# [EXERCISE INSTRUCTIONS]
In the entries that follow, find the line containing "[r as f32 /"; from there, copy every line exactly through the line containing "rectangle spanned by".

Saved data entries
============================================================

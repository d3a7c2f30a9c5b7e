//! Small vector and color types used by the renderer and the GUI.
use std::ops::{Add, AddAssign, Mul, Sub};

/// Straight (non-premultiplied) RGBA color in `0.0..=1.0`.
pub type Color = [f32; 4];

/// Opaque white.
pub const WHITE: Color = [1.0, 1.0, 1.0, 1.0];

/// Builds a [`Color`] from 8-bit channels.
pub fn rgba(r: u8, g: u8, b: u8, a: u8) -> Color {
    [r as f32 / 255.0, g as f32 / 255.0, b as f32 / 255.0, a as f32 / 255.0]
}

/// Integer pixel coordinates, used for window-space layout.
#[derive(Debug, Default, Clone, Copy, PartialEq, Eq, Hash)]
pub struct Vec2i {
    /// Horizontal component.
    pub x: i32,
    /// Vertical component.
    pub y: i32,
}

impl Vec2i {
    /// Constructs a new vector.
    pub const fn new(x: i32, y: i32) -> Self {
        Self { x, y }
    }

    /// Returns true when `self` lies strictly inside the rectangle spanned by
    /// `pos` and `size`. Points on an edge are outside.
    pub fn in_region(self, pos: Vec2i, size: Vec2i) -> bool {
        self.x > pos.x && self.y > pos.y && self.x < pos.x + size.x && self.y < pos.y + size.y
    }

    /// Keeps a rectangle of `size` positioned at `self` inside `screen`.
    ///
    /// The left/top edge wins when the rectangle is larger than the screen.
    pub fn clamp_to_screen(self, size: Vec2i, screen: Vec2i) -> Self {
        Self {
            x: self.x.min(screen.x - size.x).max(0),
            y: self.y.min(screen.y - size.y).max(0),
        }
    }
}

impl Add for Vec2i {
    type Output = Vec2i;

    fn add(self, rhs: Vec2i) -> Vec2i {
        Vec2i::new(self.x + rhs.x, self.y + rhs.y)
    }
}

impl AddAssign for Vec2i {
    fn add_assign(&mut self, rhs: Vec2i) {
        self.x += rhs.x;
        self.y += rhs.y;
    }
}

impl Sub for Vec2i {
    type Output = Vec2i;

    fn sub(self, rhs: Vec2i) -> Vec2i {
        Vec2i::new(self.x - rhs.x, self.y - rhs.y)
    }
}

impl From<(i32, i32)> for Vec2i {
    fn from((x, y): (i32, i32)) -> Self {
        Vec2i::new(x, y)
    }
}

/// Floating point screen coordinates, used for shape instances.
#[derive(Debug, Default, Clone, Copy, PartialEq)]
pub struct Vec2 {
    /// Horizontal component.
    pub x: f32,
    /// Vertical component.
    pub y: f32,
}

impl Vec2 {
    /// Constructs a new vector.
    pub const fn new(x: f32, y: f32) -> Self {
        Self { x, y }
    }
}

impl Add for Vec2 {
    type Output = Vec2;

    fn add(self, rhs: Vec2) -> Vec2 {
        Vec2::new(self.x + rhs.x, self.y + rhs.y)
    }
}

impl Sub for Vec2 {
    type Output = Vec2;

    fn sub(self, rhs: Vec2) -> Vec2 {
        Vec2::new(self.x - rhs.x, self.y - rhs.y)
    }
}

impl Mul<f32> for Vec2 {
    type Output = Vec2;

    fn mul(self, rhs: f32) -> Vec2 {
        Vec2::new(self.x * rhs, self.y * rhs)
    }
}

impl From<Vec2i> for Vec2 {
    fn from(v: Vec2i) -> Self {
        Vec2::new(v.x as f32, v.y as f32)
    }
}

impl From<(f32, f32)> for Vec2 {
    fn from((x, y): (f32, f32)) -> Self {
        Vec2::new(x, y)
    }
}

impl From<[f32; 2]> for Vec2 {
    fn from([x, y]: [f32; 2]) -> Self {
        Vec2::new(x, y)
    }
}

impl From<Vec2> for [f32; 2] {
    fn from(v: Vec2) -> Self {
        [v.x, v.y]
    }
}

/// Row-major 4x4 matrix, laid out as sixteen consecutive floats.
pub type Mat4 = [[f32; 4]; 4];

/// Left-handed off-center orthographic projection.
///
/// Maps `(left, top)` to clip space `(-1, 1)` and `(right, bottom)` to
/// `(1, -1)`. Points are row vectors multiplied on the left; uploaded as-is
/// the matrix reads as its transpose under HLSL's default column-major
/// packing, which is what `mul(matrix, float4(...))` expects.
pub fn ortho_off_center_lh(
    left: f32,
    right: f32,
    bottom: f32,
    top: f32,
    near: f32,
    far: f32,
) -> Mat4 {
    let rw = 1.0 / (right - left);
    let rh = 1.0 / (top - bottom);
    let range = 1.0 / (far - near);

    [
        [rw + rw, 0.0, 0.0, 0.0],
        [0.0, rh + rh, 0.0, 0.0],
        [0.0, 0.0, range, 0.0],
        [-(left + right) * rw, -(top + bottom) * rh, -range * near, 1.0],
    ]
}

/// Pixel-space projection for a viewport of the given size.
pub fn screen_projection(width: u32, height: u32) -> Mat4 {
    ortho_off_center_lh(0.0, width.max(1) as f32, height.max(1) as f32, 0.0, 0.0, 1.0)
}

/// Transforms a 2D point (z = 0, w = 1) by a row-major matrix.
pub fn transform_point(m: &Mat4, p: [f32; 2]) -> [f32; 2] {
    let w = p[0] * m[0][3] + p[1] * m[1][3] + m[3][3];
    let x = p[0] * m[0][0] + p[1] * m[1][0] + m[3][0];
    let y = p[0] * m[0][1] + p[1] * m[1][1] + m[3][1];
    [x / w, y / w]
}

============================================================

# [RESULT FOR THIS TASK]
    [r as f32 / 255.0, g as f32 / 255.0, b as f32 / 255.0, a as f32 / 255.0]
}

/// Integer pixel coordinates, used for window-space layout.
#[derive(Debug, Default, Clone, Copy, PartialEq, Eq, Hash)]
pub struct Vec2i {
    /// Horizontal component.
    pub x: i32,
    /// Vertical component.
    pub y: i32,
}

impl Vec2i {
    /// Constructs a new vector.
    pub const fn new(x: i32, y: i32) -> Self {
        Self { x, y }
    }

    /// Returns true when `self` lies strictly inside the rectangle spanned by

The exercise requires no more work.